---------- Data shown
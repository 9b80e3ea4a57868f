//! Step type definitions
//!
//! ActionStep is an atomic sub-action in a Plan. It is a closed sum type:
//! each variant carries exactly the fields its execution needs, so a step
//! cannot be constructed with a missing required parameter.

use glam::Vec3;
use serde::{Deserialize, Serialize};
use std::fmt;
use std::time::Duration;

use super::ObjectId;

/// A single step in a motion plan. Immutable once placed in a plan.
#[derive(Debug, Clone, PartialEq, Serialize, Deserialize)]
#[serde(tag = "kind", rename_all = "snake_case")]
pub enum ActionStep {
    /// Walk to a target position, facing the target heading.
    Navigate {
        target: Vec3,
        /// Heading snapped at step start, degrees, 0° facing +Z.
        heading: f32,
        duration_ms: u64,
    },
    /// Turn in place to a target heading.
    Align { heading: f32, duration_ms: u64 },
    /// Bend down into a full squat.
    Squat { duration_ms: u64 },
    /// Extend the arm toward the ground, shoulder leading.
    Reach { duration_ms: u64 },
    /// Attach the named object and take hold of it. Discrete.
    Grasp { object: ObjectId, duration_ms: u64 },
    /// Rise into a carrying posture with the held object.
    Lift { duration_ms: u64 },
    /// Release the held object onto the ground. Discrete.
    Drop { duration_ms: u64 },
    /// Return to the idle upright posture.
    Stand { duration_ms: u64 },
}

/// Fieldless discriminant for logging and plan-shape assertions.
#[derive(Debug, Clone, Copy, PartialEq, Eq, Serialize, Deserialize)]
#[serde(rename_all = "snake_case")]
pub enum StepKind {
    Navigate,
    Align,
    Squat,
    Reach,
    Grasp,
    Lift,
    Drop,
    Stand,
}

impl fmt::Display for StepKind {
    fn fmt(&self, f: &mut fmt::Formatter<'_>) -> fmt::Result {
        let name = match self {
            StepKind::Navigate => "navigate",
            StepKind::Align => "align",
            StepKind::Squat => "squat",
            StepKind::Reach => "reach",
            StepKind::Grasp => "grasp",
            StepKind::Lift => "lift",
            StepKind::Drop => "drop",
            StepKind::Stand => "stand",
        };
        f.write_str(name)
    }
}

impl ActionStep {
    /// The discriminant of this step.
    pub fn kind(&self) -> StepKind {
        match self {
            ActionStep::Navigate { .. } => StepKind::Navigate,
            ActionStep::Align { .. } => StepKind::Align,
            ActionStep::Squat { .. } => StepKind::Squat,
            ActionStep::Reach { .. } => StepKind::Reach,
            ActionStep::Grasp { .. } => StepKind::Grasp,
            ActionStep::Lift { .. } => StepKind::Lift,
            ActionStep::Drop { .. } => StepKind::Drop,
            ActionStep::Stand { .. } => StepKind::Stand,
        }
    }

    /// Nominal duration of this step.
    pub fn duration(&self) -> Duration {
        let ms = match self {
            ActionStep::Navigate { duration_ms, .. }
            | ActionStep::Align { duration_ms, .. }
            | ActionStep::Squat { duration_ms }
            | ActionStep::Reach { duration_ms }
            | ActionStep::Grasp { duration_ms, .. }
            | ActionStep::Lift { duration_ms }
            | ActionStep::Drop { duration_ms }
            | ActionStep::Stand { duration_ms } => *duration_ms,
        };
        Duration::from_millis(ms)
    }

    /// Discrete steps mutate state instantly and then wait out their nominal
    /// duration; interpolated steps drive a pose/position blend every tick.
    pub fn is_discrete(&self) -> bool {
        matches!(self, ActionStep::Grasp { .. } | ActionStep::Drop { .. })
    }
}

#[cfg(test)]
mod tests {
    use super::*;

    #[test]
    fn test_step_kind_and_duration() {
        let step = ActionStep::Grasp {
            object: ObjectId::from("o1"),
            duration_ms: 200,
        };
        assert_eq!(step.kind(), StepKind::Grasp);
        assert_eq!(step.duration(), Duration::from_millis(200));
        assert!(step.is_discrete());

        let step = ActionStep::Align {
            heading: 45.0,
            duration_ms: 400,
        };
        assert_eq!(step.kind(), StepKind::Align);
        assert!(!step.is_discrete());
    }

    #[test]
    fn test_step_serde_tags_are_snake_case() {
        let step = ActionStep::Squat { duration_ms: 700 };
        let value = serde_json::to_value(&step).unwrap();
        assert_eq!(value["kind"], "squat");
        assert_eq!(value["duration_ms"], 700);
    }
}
--------------------
---------- Data shown
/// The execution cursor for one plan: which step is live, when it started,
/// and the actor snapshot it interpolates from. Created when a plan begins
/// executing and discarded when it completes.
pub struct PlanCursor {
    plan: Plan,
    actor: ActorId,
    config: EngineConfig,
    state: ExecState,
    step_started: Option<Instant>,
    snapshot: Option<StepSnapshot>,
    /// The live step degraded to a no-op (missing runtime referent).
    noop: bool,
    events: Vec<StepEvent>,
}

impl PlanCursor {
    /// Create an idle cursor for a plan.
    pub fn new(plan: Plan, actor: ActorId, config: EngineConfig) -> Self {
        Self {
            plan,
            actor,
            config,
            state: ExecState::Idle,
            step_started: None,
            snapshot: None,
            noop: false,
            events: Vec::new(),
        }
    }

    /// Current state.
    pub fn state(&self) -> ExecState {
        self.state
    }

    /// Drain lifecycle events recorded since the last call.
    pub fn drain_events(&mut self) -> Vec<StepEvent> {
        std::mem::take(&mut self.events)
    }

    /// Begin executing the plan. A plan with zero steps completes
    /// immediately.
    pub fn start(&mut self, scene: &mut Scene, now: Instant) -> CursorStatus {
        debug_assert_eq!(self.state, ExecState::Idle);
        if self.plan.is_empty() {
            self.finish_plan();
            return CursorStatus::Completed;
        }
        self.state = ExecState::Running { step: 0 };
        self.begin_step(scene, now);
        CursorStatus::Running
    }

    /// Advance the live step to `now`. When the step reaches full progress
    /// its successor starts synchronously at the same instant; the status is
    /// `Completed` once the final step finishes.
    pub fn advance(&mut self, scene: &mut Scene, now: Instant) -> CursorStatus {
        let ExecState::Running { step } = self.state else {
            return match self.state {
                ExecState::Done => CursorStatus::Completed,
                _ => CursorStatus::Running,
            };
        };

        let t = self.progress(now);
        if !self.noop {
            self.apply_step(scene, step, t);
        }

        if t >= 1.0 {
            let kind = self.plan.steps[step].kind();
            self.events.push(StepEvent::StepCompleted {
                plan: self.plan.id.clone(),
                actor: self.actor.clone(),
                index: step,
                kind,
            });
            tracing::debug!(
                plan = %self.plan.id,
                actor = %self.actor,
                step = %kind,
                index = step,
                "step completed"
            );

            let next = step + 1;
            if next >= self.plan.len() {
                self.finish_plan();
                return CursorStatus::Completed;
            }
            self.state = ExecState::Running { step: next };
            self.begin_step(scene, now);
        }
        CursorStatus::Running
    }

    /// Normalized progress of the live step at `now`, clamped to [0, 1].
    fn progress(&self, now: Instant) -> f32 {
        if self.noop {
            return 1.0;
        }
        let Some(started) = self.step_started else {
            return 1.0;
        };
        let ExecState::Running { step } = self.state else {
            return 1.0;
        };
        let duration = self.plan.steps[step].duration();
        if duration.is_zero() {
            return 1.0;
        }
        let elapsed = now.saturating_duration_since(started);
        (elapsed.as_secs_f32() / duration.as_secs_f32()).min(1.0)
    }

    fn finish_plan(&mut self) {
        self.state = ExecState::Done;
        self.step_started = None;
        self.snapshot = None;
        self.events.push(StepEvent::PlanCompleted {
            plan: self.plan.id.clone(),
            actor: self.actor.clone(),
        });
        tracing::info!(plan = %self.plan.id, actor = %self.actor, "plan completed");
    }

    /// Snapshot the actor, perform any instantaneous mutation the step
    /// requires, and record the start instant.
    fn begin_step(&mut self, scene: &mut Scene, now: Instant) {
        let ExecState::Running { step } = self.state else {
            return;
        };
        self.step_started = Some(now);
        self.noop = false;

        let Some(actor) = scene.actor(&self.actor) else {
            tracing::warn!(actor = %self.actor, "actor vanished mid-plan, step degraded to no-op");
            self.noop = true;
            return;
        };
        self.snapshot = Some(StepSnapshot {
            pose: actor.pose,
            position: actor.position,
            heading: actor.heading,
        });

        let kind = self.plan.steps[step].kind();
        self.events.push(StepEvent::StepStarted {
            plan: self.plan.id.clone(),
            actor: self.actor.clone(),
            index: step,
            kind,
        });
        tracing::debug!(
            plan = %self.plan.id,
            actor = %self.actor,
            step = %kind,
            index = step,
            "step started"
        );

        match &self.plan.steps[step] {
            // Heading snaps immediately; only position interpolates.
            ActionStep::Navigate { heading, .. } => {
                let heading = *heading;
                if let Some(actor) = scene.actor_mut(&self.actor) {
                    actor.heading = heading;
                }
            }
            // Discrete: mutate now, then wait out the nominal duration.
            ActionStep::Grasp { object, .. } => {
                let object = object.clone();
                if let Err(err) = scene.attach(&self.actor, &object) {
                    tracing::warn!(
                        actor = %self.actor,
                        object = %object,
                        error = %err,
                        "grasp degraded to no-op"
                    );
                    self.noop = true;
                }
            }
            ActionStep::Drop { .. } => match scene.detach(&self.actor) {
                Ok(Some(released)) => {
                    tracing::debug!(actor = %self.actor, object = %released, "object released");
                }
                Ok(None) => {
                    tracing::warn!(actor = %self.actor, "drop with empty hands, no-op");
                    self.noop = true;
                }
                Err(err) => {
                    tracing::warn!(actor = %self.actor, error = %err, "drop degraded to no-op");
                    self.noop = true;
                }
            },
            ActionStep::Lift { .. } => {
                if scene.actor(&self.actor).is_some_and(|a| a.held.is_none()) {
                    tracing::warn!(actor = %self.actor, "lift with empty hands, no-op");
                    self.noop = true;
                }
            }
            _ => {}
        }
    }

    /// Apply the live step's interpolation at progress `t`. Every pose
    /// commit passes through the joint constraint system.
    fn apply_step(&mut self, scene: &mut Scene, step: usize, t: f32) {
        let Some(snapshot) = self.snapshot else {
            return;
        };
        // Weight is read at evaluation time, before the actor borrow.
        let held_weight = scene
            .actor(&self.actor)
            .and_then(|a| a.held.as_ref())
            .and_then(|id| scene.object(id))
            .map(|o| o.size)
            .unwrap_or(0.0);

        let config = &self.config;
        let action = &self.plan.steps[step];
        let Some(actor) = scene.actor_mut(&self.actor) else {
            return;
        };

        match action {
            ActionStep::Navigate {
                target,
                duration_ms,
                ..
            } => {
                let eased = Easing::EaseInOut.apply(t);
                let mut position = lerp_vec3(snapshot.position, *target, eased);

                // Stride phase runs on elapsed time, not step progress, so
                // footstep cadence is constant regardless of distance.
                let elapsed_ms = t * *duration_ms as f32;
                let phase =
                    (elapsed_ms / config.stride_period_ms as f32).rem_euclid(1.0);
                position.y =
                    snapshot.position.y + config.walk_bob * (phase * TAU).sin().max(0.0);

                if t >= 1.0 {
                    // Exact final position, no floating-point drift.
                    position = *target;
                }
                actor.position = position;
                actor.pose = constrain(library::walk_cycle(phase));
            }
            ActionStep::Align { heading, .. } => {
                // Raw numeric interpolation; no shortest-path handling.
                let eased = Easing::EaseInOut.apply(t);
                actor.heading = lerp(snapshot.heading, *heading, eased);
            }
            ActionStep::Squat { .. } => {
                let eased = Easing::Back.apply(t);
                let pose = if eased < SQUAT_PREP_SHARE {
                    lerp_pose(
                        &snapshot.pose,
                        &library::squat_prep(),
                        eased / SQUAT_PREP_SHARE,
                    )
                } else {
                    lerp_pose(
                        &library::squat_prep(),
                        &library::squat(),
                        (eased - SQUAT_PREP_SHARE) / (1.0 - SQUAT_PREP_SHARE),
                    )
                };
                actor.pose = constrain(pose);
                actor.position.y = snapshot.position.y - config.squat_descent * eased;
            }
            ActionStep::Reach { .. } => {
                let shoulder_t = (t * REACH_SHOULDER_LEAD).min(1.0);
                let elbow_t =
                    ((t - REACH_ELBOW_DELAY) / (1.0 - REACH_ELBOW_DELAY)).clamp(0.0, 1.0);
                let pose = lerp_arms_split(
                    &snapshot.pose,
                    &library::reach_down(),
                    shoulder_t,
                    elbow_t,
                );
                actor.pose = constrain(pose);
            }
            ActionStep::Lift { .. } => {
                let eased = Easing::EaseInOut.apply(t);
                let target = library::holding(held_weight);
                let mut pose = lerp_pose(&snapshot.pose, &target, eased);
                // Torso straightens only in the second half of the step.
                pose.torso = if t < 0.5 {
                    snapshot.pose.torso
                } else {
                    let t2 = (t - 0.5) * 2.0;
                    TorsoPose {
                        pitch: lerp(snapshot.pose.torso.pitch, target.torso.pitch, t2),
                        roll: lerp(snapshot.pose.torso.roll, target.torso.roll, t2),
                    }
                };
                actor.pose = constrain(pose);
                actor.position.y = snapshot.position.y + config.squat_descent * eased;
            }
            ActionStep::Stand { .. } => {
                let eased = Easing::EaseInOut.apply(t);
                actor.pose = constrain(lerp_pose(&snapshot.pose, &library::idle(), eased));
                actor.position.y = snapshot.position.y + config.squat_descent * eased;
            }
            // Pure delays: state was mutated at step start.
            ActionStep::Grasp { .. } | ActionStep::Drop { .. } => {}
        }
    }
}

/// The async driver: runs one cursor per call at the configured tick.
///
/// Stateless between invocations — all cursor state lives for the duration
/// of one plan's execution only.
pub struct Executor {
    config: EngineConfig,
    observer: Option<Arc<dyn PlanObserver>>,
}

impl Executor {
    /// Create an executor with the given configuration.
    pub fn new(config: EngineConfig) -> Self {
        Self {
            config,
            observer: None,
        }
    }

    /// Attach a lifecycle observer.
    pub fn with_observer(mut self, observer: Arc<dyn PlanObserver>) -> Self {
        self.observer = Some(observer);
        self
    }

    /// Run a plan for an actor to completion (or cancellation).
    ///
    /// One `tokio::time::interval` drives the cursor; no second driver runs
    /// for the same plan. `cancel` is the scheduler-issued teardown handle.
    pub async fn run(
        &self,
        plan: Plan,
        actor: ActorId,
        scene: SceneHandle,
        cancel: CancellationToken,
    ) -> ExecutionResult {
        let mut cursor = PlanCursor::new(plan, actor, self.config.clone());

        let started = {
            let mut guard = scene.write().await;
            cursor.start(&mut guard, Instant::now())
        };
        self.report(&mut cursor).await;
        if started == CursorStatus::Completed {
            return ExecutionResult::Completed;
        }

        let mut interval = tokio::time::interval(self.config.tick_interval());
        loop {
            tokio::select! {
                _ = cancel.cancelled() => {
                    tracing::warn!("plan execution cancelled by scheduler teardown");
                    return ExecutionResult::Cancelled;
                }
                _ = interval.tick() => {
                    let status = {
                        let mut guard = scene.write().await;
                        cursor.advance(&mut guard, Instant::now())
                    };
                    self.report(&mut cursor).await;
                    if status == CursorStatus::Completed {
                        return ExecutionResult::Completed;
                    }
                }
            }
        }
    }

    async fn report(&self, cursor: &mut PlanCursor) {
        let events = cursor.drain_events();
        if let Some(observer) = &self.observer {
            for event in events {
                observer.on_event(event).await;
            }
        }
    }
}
--------------------
What you have to do
Using the entries above, give again exactly the lines from the line holding "repository 9b80e3ea4a57868f" through the line holding "use super::ObjectId;". Include both end lines and nothing else.

Expected answer
repository 9b80e3ea4a57868f
//! Step type definitions
//!
//! ActionStep is an atomic sub-action in a Plan. It is a closed sum type:
//! each variant carries exactly the fields its execution needs, so a step
//! cannot be constructed with a missing required parameter.

use glam::Vec3;
use serde::{Deserialize, Serialize};
use std::fmt;
use std::time::Duration;

use super::ObjectId;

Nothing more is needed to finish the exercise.